But who are the homeless, people who seem to come from nowhere in such large numbers? Why have they reached this tragic point in their lives? How do they cope? Interviews with homeless families and individuals in the city and county provide some answers.

Kate Livingston, former telephone sales clerk

Livingston and her 15-year-old son, Christopher, spent their first homeless night in a restaurant. “I kept telling them I was waiting for my husband who was in an all-night poker game,” she recalled. At first light, muttering insults against all unpunctual men, the 46-year-old divorced woman and her son pushed out into the unknown.
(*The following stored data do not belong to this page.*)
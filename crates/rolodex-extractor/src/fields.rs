//! Field extraction from the rendered profile page

use crate::config::{CompiledPatterns, ExtractorConfig, PagePatterns};
use crate::document::DocumentView;
use crate::error::ExtractorError;
use regex::Regex;
use rolodex_domain::{ProfileRecord, MIDDOT};
use tracing::{debug, warn};

/// Reads the top card, about and experience sections into a [`ProfileRecord`].
///
/// Extraction never fails: missing page structure leaves fields empty, and any
/// other failure is logged and the fields gathered so far are returned.
#[derive(Debug, Clone)]
pub struct FieldExtractor {
    patterns: PagePatterns,
    compiled: CompiledPatterns,
    about_max_chars: usize,
}

impl FieldExtractor {
    /// Create a new FieldExtractor
    pub fn new(config: &ExtractorConfig) -> Result<Self, ExtractorError> {
        Ok(Self {
            patterns: config.patterns.clone(),
            compiled: config.patterns.compile()?,
            about_max_chars: config.about_max_chars,
        })
    }

    /// Extract every field the page offers
    pub fn extract<D: DocumentView>(&self, doc: &D) -> ProfileRecord {
        let mut record = ProfileRecord::for_url(&doc.url());
        if let Err(e) = self.populate(doc, &mut record) {
            warn!(error = %e, "Profile extraction stopped early, returning partial record");
        }
        record
    }

    fn populate<D: DocumentView>(
        &self,
        doc: &D,
        record: &mut ProfileRecord,
    ) -> Result<(), ExtractorError> {
        let p = &self.patterns;

        let Some(main) = doc.select_first(None, &p.primary_region)? else {
            debug!("No primary content region on page");
            return Ok(());
        };
        let Some(top) = doc.select_first(Some(main), &p.section)? else {
            debug!("Primary content region has no sections");
            return Ok(());
        };

        self.read_top_card(doc, top, record)?;

        for section in doc.select_all(None, &p.section)? {
            let Some(heading) = self.section_heading(doc, section)? else {
                continue;
            };
            let heading = squashed_text(doc, heading);
            let key = heading.to_lowercase();

            if key == p.about_heading && record.about.is_empty() {
                let text = doc.inner_text(section);
                record.about = clean_about(
                    &text,
                    &heading,
                    &self.compiled.boilerplate,
                    self.about_max_chars,
                );
            }

            if key == p.experience_heading && record.current_title.is_empty() {
                let lines = rendered_lines(&doc.inner_text(section));
                if let Some((title, company)) = find_current_role(
                    &lines,
                    &self.compiled.date,
                    &heading,
                    &p.pagination_artifacts,
                ) {
                    record.current_title = title;
                    record.current_company = company;
                }
            }
        }

        if record.current_company.is_empty() {
            if let Some(link) = doc.select_first(Some(top), &p.company_link)? {
                record.current_company = squashed_text(doc, link);
            }
        }

        Ok(())
    }

    fn read_top_card<D: DocumentView>(
        &self,
        doc: &D,
        top: D::Node,
        record: &mut ProfileRecord,
    ) -> Result<(), ExtractorError> {
        let p = &self.patterns;

        if let Some(name) = doc.select_first(Some(top), &p.name_heading)? {
            record.name = squashed_text(doc, name);
        }

        let paragraphs: Vec<String> = doc
            .select_all(Some(top), &p.paragraph)?
            .into_iter()
            .map(|node| squashed_text(doc, node))
            .collect();
        if let Some(headline) = pick_headline(&paragraphs) {
            record.headline = headline.to_string();
        }

        let lines = rendered_lines(&doc.inner_text(top));
        if let Some(location) = find_location(&lines, &p.contact_label) {
            record.set_location(location);
        }

        Ok(())
    }

    /// First heading candidate present in `section`, by selector priority
    fn section_heading<D: DocumentView>(
        &self,
        doc: &D,
        section: D::Node,
    ) -> Result<Option<D::Node>, ExtractorError> {
        for selector in &self.patterns.section_headings {
            if let Some(heading) = doc.select_first(Some(section), selector)? {
                return Ok(Some(heading));
            }
        }
        Ok(None)
    }
}

/// Trimmed, non-empty lines of rendered text
pub(crate) fn rendered_lines(text: &str) -> Vec<String> {
    text.lines()
        .map(str::trim)
        .filter(|line| !line.is_empty())
        .map(str::to_string)
        .collect()
}

fn is_separator(line: &str) -> bool {
    let mut chars = line.chars();
    chars.next() == Some(MIDDOT) && chars.next().is_none()
}

/// The first paragraph that reads like a headline rather than a pill separator
pub(crate) fn pick_headline(paragraphs: &[String]) -> Option<&str> {
    paragraphs
        .iter()
        .map(|p| p.trim())
        .filter(|p| p.chars().count() > 1)
        .find(|p| !p.starts_with(MIDDOT) && p.chars().count() > 2)
}

/// The line right above the contact-info label.
///
/// A bare separator there is skipped once; several separators in a row are
/// not walked back further.
pub(crate) fn find_location(lines: &[String], contact_label: &str) -> Option<String> {
    let idx = lines.iter().position(|line| line == contact_label)?;
    if idx == 0 {
        return None;
    }
    let mut location = &lines[idx - 1];
    if is_separator(location) && idx > 1 {
        location = &lines[idx - 2];
    }
    Some(location.clone())
}

/// Text of `node` with whitespace runs collapsed, as a browser renders it
fn squashed_text<D: DocumentView>(doc: &D, node: D::Node) -> String {
    doc.text_content(node)
        .split_whitespace()
        .collect::<Vec<_>>()
        .join(" ")
}

/// Remove trailing expander text ("…see more", "Show less", ...).
///
/// Applying it twice gives the same result as applying it once.
pub fn strip_boilerplate(text: &str, boilerplate: &Regex) -> String {
    boilerplate.replace(text, "").trim().to_string()
}

/// About text without its heading and expander, capped at `max_chars`
pub(crate) fn clean_about(
    section_text: &str,
    heading: &str,
    boilerplate: &Regex,
    max_chars: usize,
) -> String {
    let mut text = section_text.trim();
    if let Some(rest) = text.strip_prefix(heading) {
        text = rest.trim();
    }
    let stripped = strip_boilerplate(text, boilerplate);
    stripped.chars().take(max_chars).collect()
}

/// Title and company of the first dated experience entry.
///
/// The two lines above a date line are the title and the company. Candidates
/// whose title line is exactly the section heading as rendered, or a
/// pagination control, are skipped.
pub(crate) fn find_current_role(
    lines: &[String],
    date: &Regex,
    heading: &str,
    artifacts: &[String],
) -> Option<(String, String)> {
    for (i, line) in lines.iter().enumerate() {
        if !date.is_match(line) {
            continue;
        }
        let company = if i >= 1 { lines[i - 1].as_str() } else { "" };
        let title = if i >= 2 { lines[i - 2].as_str() } else { "" };

        if title.is_empty()
            || title == heading
            || artifacts.iter().any(|a| title.contains(a.as_str()))
        {
            continue;
        }

        let company = company.split(MIDDOT).next().unwrap_or_default().trim();
        return Some((title.to_string(), company.to_string()));
    }
    None
}

#[cfg(test)]
mod tests {
    use super::*;
    use proptest::prelude::*;

    fn lines(raw: &[&str]) -> Vec<String> {
        raw.iter().map(|s| s.to_string()).collect()
    }

    fn compiled() -> CompiledPatterns {
        PagePatterns::default().compile().unwrap()
    }

    #[test]
    fn test_headline_skips_separator_paragraphs() {
        let paragraphs = lines(&["·", "\u{00B7} 500+ connections", "Staff Engineer at Acme"]);
        assert_eq!(pick_headline(&paragraphs), Some("Staff Engineer at Acme"));
    }

    #[test]
    fn test_headline_requires_more_than_two_chars() {
        let paragraphs = lines(&["he", "Hi!"]);
        assert_eq!(pick_headline(&paragraphs), Some("Hi!"));
        assert_eq!(pick_headline(&lines(&["ab", "·"])), None);
    }

    #[test]
    fn test_location_above_contact_label() {
        let top = lines(&["Jane Doe", "Engineer", "Austin, Texas, United States", "Contact info"]);
        assert_eq!(
            find_location(&top, "Contact info").as_deref(),
            Some("Austin, Texas, United States")
        );
    }

    #[test]
    fn test_location_steps_over_one_separator() {
        let top = lines(&["Jane Doe", "Berlin, Germany", "·", "Contact info"]);
        assert_eq!(find_location(&top, "Contact info").as_deref(), Some("Berlin, Germany"));
    }

    #[test]
    fn test_location_steps_back_only_once() {
        let top = lines(&["Berlin, Germany", "·", "·", "Contact info"]);
        assert_eq!(find_location(&top, "Contact info").as_deref(), Some("·"));
    }

    #[test]
    fn test_location_missing_label_or_predecessor() {
        assert_eq!(find_location(&lines(&["Jane", "Berlin"]), "Contact info"), None);
        assert_eq!(find_location(&lines(&["Contact info"]), "Contact info"), None);
        assert_eq!(
            find_location(&lines(&["·", "Contact info"]), "Contact info").as_deref(),
            Some("·")
        );
    }

    #[test]
    fn test_about_strips_heading_and_expander() {
        let boilerplate = compiled().boilerplate;
        let about = clean_about(
            "About\nI build reliable systems.\u{2026}see more",
            "About",
            &boilerplate,
            500,
        );
        assert_eq!(about, "I build reliable systems.");

        let about = clean_about("About\nShort bio Show less", "About", &boilerplate, 500);
        assert_eq!(about, "Short bio");
    }

    #[test]
    fn test_about_truncates() {
        let boilerplate = compiled().boilerplate;
        let long = format!("About\n{}", "x".repeat(900));
        let about = clean_about(&long, "About", &boilerplate, 500);
        assert_eq!(about.chars().count(), 500);
    }

    #[test]
    fn test_strip_removes_stacked_expanders() {
        let boilerplate = compiled().boilerplate;
        assert_eq!(strip_boilerplate("bio see more ...see more", &boilerplate), "bio");
        assert_eq!(strip_boilerplate("see more about me", &boilerplate), "see more about me");
    }

    #[test]
    fn test_current_role_from_dated_entry() {
        let section = lines(&[
            "Experience",
            "Senior Engineer",
            "Acme Corp · Full-time",
            "Jan 2020 \u{2013} Present",
            "Austin, Texas",
        ]);
        let c = compiled();
        let role = find_current_role(&section, &c.date, "Experience", &PagePatterns::default().pagination_artifacts);
        assert_eq!(role, Some(("Senior Engineer".to_string(), "Acme Corp".to_string())));
    }

    #[test]
    fn test_current_role_skips_pagination_artifacts() {
        let section = lines(&[
            "Show all experiences",
            "Acme Corp",
            "Mar 2021 - Present",
            "Staff Engineer",
            "Globex",
            "Feb 2018 - Mar 2021",
        ]);
        let c = compiled();
        let role = find_current_role(&section, &c.date, "Experience", &PagePatterns::default().pagination_artifacts);
        assert_eq!(role, Some(("Staff Engineer".to_string(), "Globex".to_string())));
    }

    #[test]
    fn test_current_role_skips_heading_as_title() {
        let section = lines(&["Experience", "Acme", "Jan 2020 - Present"]);
        let c = compiled();
        let role = find_current_role(&section, &c.date, "Experience", &[]);
        assert_eq!(role, None);
    }

    #[test]
    fn test_current_role_heading_match_is_exact() {
        let section = lines(&["EXPERIENCE", "Acme", "Jan 2020 - Present"]);
        let c = compiled();
        let role = find_current_role(&section, &c.date, "Experience", &[]);
        assert_eq!(role, Some(("EXPERIENCE".to_string(), "Acme".to_string())));
    }

    #[test]
    fn test_current_role_none_without_dates() {
        let section = lines(&["Experience", "Engineer", "Acme"]);
        let c = compiled();
        assert_eq!(find_current_role(&section, &c.date, "Experience", &[]), None);
    }

    proptest! {
        #[test]
        fn prop_about_never_exceeds_limit(body in "\\PC{0,1200}") {
            let boilerplate = compiled().boilerplate;
            let about = clean_about(&body, "About", &boilerplate, 500);
            prop_assert!(about.chars().count() <= 500);
        }

        #[test]
        fn prop_strip_is_idempotent(
            body in "[a-zA-Z .\u{2026}]{0,80}",
            tail in prop::sample::select(vec!["", " see more", "...see more", "\u{2026} see more", " Show less", " show MORE"]),
        ) {
            let boilerplate = compiled().boilerplate;
            let input = format!("{body}{tail}");
            let once = strip_boilerplate(&input, &boilerplate);
            let twice = strip_boilerplate(&once, &boilerplate);
            prop_assert_eq!(once, twice);
        }
    }
}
They have been homeless for about a year, Livingston said. Until she was laid off her $1,250-a-month job taking telephone orders at an electronics firm, the two lived in a $550-a-month, one-bedroom apartment in Culver City. She now receives $249 a month in welfare.

Before they moved to the Harbor Interfaith Shelter in San Pedro seven weeks ago, Livingston said she and her son had lived most of the year at a Santa Monica shelter, where she was an unpaid worker. She never imagined that she would be homeless.

“I was going to have it made,” she said. “Two-point-five children, a house, the typical American dream.” Her first emotion when she became homeless was “panic. That was the main feeling. Self-disgust. Helpless but not hopeless. . . . When you close your apartment door and hand in your keys, it hits you immediately.”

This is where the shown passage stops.